Wir hatten vergessen, dass er hundert- und tausendmal etwas richtig hatte machen müssen, um da zu sein, wo er jetzt war; wir hatten vergessen, dass gewiß nicht alle, aber viele genau dieselben Chancen gehabt hatten wie er – Zufall? Es gibt keinen Zufall, oder er sieht doch ganz, ganz anders aus, als man gemeinhin denkt … Dieses »Mit einem Schlage ist berühmt geworden« ist sehr selten; gewöhnlich ist es eine Kette von ganz winzigen Siegen, die einen hochbringen; Mut nach den Niederlagen; Kraft, die um ein Gran größer ist als die des Konkurrenten; eine Frage vom letzten Nervenendchen; er war doch immer wieder morgens aufgestanden, hatte sich mit dieser lächerlichen Attitüde, die Männern eigen ist, in die Hosen gestopft und war dann auf den Kriegspfad gegangen: er hatte das Lasso des Talents geschwungen, den Tomahawk der Lüge, die Schleuder der Fixigkeit – und schließlich hatte er einen winzigen Vorteil beim Wickel gehabt, den er ausnutzte, nun stand er einen viertel Meter höher als die anderen, schlug zu … und höher und höher – und da saß er nun.
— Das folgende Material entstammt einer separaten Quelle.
//! In-process rendering engine for tests.
//!
//! [`FixtureEngine`] serves a fixed list of HTML documents as if they were the
//! successive result pages of a client-rendered site. Clicking a `<button>`
//! whose text equals the configured next label moves to the following
//! document; elements taken from an earlier document then report as stale.
//!
//! Failure knobs cover the paths a real browser exercises: launch and
//! navigation failures, lookup errors for a given selector, and stale cards
//! (any element carrying a `data-fixture-stale` attribute).

use std::collections::HashSet;
use std::sync::atomic::{AtomicUsize, Ordering};
use std::sync::{Arc, Mutex};
use std::time::Duration;

use async_trait::async_trait;
use scraper::{Html, Selector};

use crate::error::{Result, SessionError};
use crate::{RenderSession, RenderingEngine};

/// Marker attribute that makes an element fail every read.
pub const STALE_MARKER: &str = "data-fixture-stale";

#[derive(Default)]
struct Shared {
    pages: Vec<String>,
    next_label: String,
    fail_launch: bool,
    fail_navigation: bool,
    failing_selectors: HashSet<String>,
    opened: AtomicUsize,
    closed: AtomicUsize,
    clicks: AtomicUsize,
    furthest_page: AtomicUsize,
    visited: Mutex<Vec<String>>,
}

/// A rendering engine backed by in-memory HTML pages.
#[derive(Clone)]
pub struct FixtureEngine {
    shared: Arc<Shared>,
}

impl Default for FixtureEngine {
    fn default() -> Self {
        Self::new(Vec::<String>::new())
    }
}

impl FixtureEngine {
    /// Create an engine serving `pages` in order, starting at the first.
    pub fn new<I, S>(pages: I) -> Self
    where
        I: IntoIterator<Item = S>,
        S: Into<String>,
    {
        Self {
            shared: Arc::new(Shared {
                pages: pages.into_iter().map(Into::into).collect(),
                next_label: "Next".to_string(),
                ..Default::default()
            }),
        }
    }

    fn configure(mut self, apply: impl FnOnce(&mut Shared)) -> Self {
        let shared = Arc::get_mut(&mut self.shared)
            .expect("configure FixtureEngine before cloning it or opening sessions");
        apply(shared);
        self
    }

    /// Text of the button that advances to the next page.
    pub fn with_next_label(self, label: impl Into<String>) -> Self {
        let label = label.into();
        self.configure(|s| s.next_label = label)
    }

    /// Make `open_session` fail.
    pub fn failing_launch(self) -> Self {
        self.configure(|s| s.fail_launch = true)
    }

    /// Make `navigate` fail.
    pub fn failing_navigation(self) -> Self {
        self.configure(|s| s.fail_navigation = true)
    }

    /// Make `find_elements` fail for exactly this selector string.
    pub fn failing_lookup(self, selector: impl Into<String>) -> Self {
        let selector = selector.into();
        self.configure(|s| {
            s.failing_selectors.insert(selector);
        })
    }

    pub fn sessions_opened(&self) -> usize {
        self.shared.opened.load(Ordering::SeqCst)
    }

    pub fn sessions_closed(&self) -> usize {
        self.shared.closed.load(Ordering::SeqCst)
    }

    pub fn clicks(&self) -> usize {
        self.shared.clicks.load(Ordering::SeqCst)
    }

    /// One-based number of the deepest page any session reached.
    pub fn furthest_page(&self) -> usize {
        self.shared.furthest_page.load(Ordering::SeqCst)
    }

    pub fn visited(&self) -> Vec<String> {
        self.shared
            .visited
            .lock()
            .map(|v| v.clone())
            .unwrap_or_default()
    }
}

#[async_trait]
impl RenderingEngine for FixtureEngine {
    type Session = FixtureSession;

    async fn open_session(&self) -> Result<FixtureSession> {
        if self.shared.fail_launch {
            return Err(SessionError::Launch("fixture launch failure".to_string()));
        }
        self.shared.opened.fetch_add(1, Ordering::SeqCst);
        Ok(FixtureSession {
            shared: Arc::clone(&self.shared),
            current: None,
        })
    }
}

/// Snapshot of an element taken from one fixture page.
#[derive(Debug, Clone)]
pub struct FixtureElement {
    page: usize,
    tag: String,
    text: String,
    html: String,
    attributes: Vec<(String, String)>,
}

impl FixtureElement {
    fn is_stale_marked(&self) -> bool {
        self.attributes.iter().any(|(name, _)| name == STALE_MARKER)
    }
}

pub struct FixtureSession {
    shared: Arc<Shared>,
    /// Index of the page being shown; `None` before the first navigation
    current: Option<usize>,
}

impl FixtureSession {
    fn current_page(&self) -> Result<usize> {
        self.current
            .ok_or_else(|| SessionError::Navigation {
                url: "about:blank".to_string(),
                reason: "no page loaded".to_string(),
            })
    }

    fn select(&self, selector: &str) -> Result<Vec<FixtureElement>> {
        let page = self.current_page()?;
        let parsed = Selector::parse(selector).map_err(|e| SessionError::InvalidSelector {
            selector: selector.to_string(),
            reason: format!("{e:?}"),
        })?;

        let document = Html::parse_document(&self.shared.pages[page]);
        let elements = document
            .select(&parsed)
            .map(|el| FixtureElement {
                page,
                tag: el.value().name().to_string(),
                text: el.text().collect::<String>(),
                html: el.html(),
                attributes: el
                    .value()
                    .attrs()
                    .map(|(k, v)| (k.to_string(), v.to_string()))
                    .collect(),
            })
            .collect();
        Ok(elements)
    }

    fn live<'e>(&self, element: &'e FixtureElement) -> Result<&'e FixtureElement> {
        if Some(element.page) != self.current || element.is_stale_marked() {
            return Err(SessionError::StaleElement(format!(
                "<{}> from page {}",
                element.tag,
                element.page + 1
            )));
        }
        Ok(element)
    }

    fn show(&mut self, page: usize) {
        self.current = Some(page);
        self.shared.furthest_page.fetch_max(page + 1, Ordering::SeqCst);
    }
}

#[async_trait]
impl RenderSession for FixtureSession {
    type Element = FixtureElement;

    async fn navigate(&mut self, url: &str) -> Result<()> {
        if let Ok(mut visited) = self.shared.visited.lock() {
            visited.push(url.to_string());
        }
        if self.shared.fail_navigation || self.shared.pages.is_empty() {
            return Err(SessionError::Navigation {
                url: url.to_string(),
                reason: "fixture navigation failure".to_string(),
            });
        }
        self.show(0);
        Ok(())
    }

    async fn wait_for_element(&mut self, selector: &str, timeout: Duration) -> Result<()> {
        if self.select(selector)?.is_empty() {
            return Err(SessionError::Timeout {
                selector: selector.to_string(),
                timeout,
            });
        }
        Ok(())
    }

    async fn find_elements(&mut self, selector: &str) -> Result<Vec<FixtureElement>> {
        if self.shared.failing_selectors.contains(selector) {
            return Err(SessionError::Protocol(Box::new(std::io::Error::other(
                format!("fixture lookup failure for `{selector}`"),
            ))));
        }
        self.select(selector)
    }

    async fn read_attribute(
        &mut self,
        element: &FixtureElement,
        name: &str,
    ) -> Result<Option<String>> {
        let element = self.live(element)?;
        Ok(element
            .attributes
            .iter()
            .find(|(k, _)| k == name)
            .map(|(_, v)| v.clone()))
    }

    async fn read_text(&mut self, element: &FixtureElement) -> Result<String> {
        Ok(self.live(element)?.text.clone())
    }

    async fn outer_html(&mut self, element: &FixtureElement) -> Result<String> {
        Ok(self.live(element)?.html.clone())
    }

    async fn click(&mut self, element: &FixtureElement) -> Result<()> {
        let element = self.live(element)?;
        self.shared.clicks.fetch_add(1, Ordering::SeqCst);

        let advances = element.tag == "button" && element.text.trim() == self.shared.next_label;
        let page = element.page;
        if advances && page + 1 < self.shared.pages.len() {
            self.show(page + 1);
        }
        Ok(())
    }

    async fn close(self) -> Result<()> {
        self.shared.closed.fetch_add(1, Ordering::SeqCst);
        Ok(())
    }
}

#[cfg(test)]
mod tests {
    use super::*;

    const PAGE_ONE: &str = r#"<html><body>
        <div class="card">one</div>
        <div class="card">two</div>
        <button>Next</button>
    </body></html>"#;

    const PAGE_TWO: &str = r#"<html><body>
        <div class="card" data-fixture-stale="1">three</div>
        <button disabled>Next</button>
    </body></html>"#;

    #[tokio::test]
    async fn test_click_next_advances_and_stales_old_elements() {
        let engine = FixtureEngine::new([PAGE_ONE, PAGE_TWO]);
        let mut session = engine.open_session().await.unwrap();
        session.navigate("https://fixture.test/").await.unwrap();

        let cards = session.find_elements(".card").await.unwrap();
        assert_eq!(cards.len(), 2);
        assert_eq!(session.read_text(&cards[0]).await.unwrap(), "one");

        let next = session.find_elements("button").await.unwrap();
        session.click(&next[0]).await.unwrap();
        assert_eq!(engine.furthest_page(), 2);

        let err = session.read_text(&cards[0]).await.unwrap_err();
        assert!(matches!(err, SessionError::StaleElement(_)));

        session.close().await.unwrap();
        assert_eq!(engine.sessions_opened(), 1);
        assert_eq!(engine.sessions_closed(), 1);
    }

    #[test]
    #[should_panic(expected = "configure FixtureEngine before cloning")]
    fn test_configuring_a_shared_engine_panics() {
        let engine = FixtureEngine::new([PAGE_ONE]);
        let _handle = engine.clone();
        let _ = engine.failing_lookup("button");
    }

    #[tokio::test]
    async fn test_stale_marker_fails_reads() {
        let engine = FixtureEngine::new([PAGE_TWO]);
        let mut session = engine.open_session().await.unwrap();
        session.navigate("https://fixture.test/").await.unwrap();

        let cards = session.find_elements(".card").await.unwrap();
        assert!(session.outer_html(&cards[0]).await.is_err());

        let button = session.find_elements("button").await.unwrap();
        let disabled = session.read_attribute(&button[0], "disabled").await.unwrap();
        assert_eq!(disabled, Some(String::new()));
    }

    #[tokio::test]
    async fn test_wait_times_out_without_match() {
        let engine = FixtureEngine::new([PAGE_ONE]);
        let mut session = engine.open_session().await.unwrap();
        session.navigate("https://fixture.test/").await.unwrap();

        let err = session
            .wait_for_element(".missing", Duration::from_secs(15))
            .await
            .unwrap_err();
        assert!(matches!(err, SessionError::Timeout { .. }));
        assert!(session
            .wait_for_element(".card", Duration::from_secs(15))
            .await
            .is_ok());
    }

    #[tokio::test]
    async fn test_failure_knobs() {
        let engine = FixtureEngine::new([PAGE_ONE]).failing_lookup("button");
        let mut session = engine.open_session().await.unwrap();
        session.navigate("https://fixture.test/").await.unwrap();
        assert!(session.find_elements("button").await.is_err());
        assert!(session.find_elements(".card").await.is_ok());

        assert!(FixtureEngine::new([PAGE_ONE])
            .failing_launch()
            .open_session()
            .await
            .is_err());

        let engine = FixtureEngine::new([PAGE_ONE]).failing_navigation();
        let mut session = engine.open_session().await.unwrap();
        assert!(session.navigate("https://fixture.test/").await.is_err());
        assert_eq!(engine.visited(), vec!["https://fixture.test/".to_string()]);
    }
}
//! Typed errors for rendering sessions.

use std::time::Duration;

use thiserror::Error;

/// Errors raised by a rendering engine or one of its sessions.
#[derive(Debug, Error)]
pub enum SessionError {
    /// The browser process could not be started
    #[error("failed to launch browser: {0}")]
    Launch(String),

    /// Navigation to a URL failed
    #[error("navigation to {url} failed: {reason}")]
    Navigation { url: String, reason: String },

    /// No element matched the selector before the timeout elapsed
    #[error("timed out after {timeout:?} waiting for `{selector}`")]
    Timeout { selector: String, timeout: Duration },

    /// The element is no longer attached to the current document
    #[error("stale element reference: {0}")]
    StaleElement(String),

    /// The selector could not be evaluated
    #[error("invalid selector `{selector}`: {reason}")]
    InvalidSelector { selector: String, reason: String },

    /// DevTools protocol or driver failure
    #[error("browser protocol error: {0}")]
    Protocol(#[source] Box<dyn std::error::Error + Send + Sync>),

    /// The session was already torn down
    #[error("session closed")]
    Closed,
}

/// Result type alias for session operations.
pub type Result<T> = std::result::Result<T, SessionError>;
Er war oben.

Wir hatten das vergessen. Wir hatten ihn immer so genommen, wie er da heute war – aber wir hatten nicht gesehen oder nicht sehen wollen, dass auch er geworden war. Und wie schwer so etwas ist. Und wie es etwas gibt, das noch schwerer ist: es nämlich zu bewahren. Nach oben zu kommen, ist schon nicht leicht – aber oben zu bleiben! Da gibt es dann vielleicht keine Steigerungen mehr; die Leute gewöhnen sich an das hohe Niveau des Geldes, der Kraft, der Tüchtigkeit – nun wollen sie noch mehr, und wenn sich so einer nicht selbst überholt, dann sagen sie: »Es ist nicht mehr sehr doll mit ihm!« und dann kann es geschehen, dass er abrutscht … Er saß da und ließ sich und mich nichts merken.

Ich aber hatte gemerkt und bat ihm vieles innerlich ab.

Und wenn ich wieder meine Witze über den alten Knaben mache, dann will ich auf einer anderen Flöte pfeifen. Verspotten darf man ihn, aber anders. Mit jenem merkwürdigen Gefühl für den Erfolg nämlich, das Frauen so eigen ist, die gern das Anhängsel lieben, das am Ruhm hängt: den Vater dieses Ruhmes. Es soll vorkommen, dass der Papa kleiner ist als das Kind. Die Frauen aber sind für den Sieger, und wenn sie einmal für den Besiegten sind, dann hat der das Rennen um das Mitleid gemacht.

Man soll sich vor dem Erfolgreichen nicht beugen. Aber verstehen … verstehen darf man ihn schon.

Peter Panter
Vossische Zeitung, 19.02.1929, Nr. 84.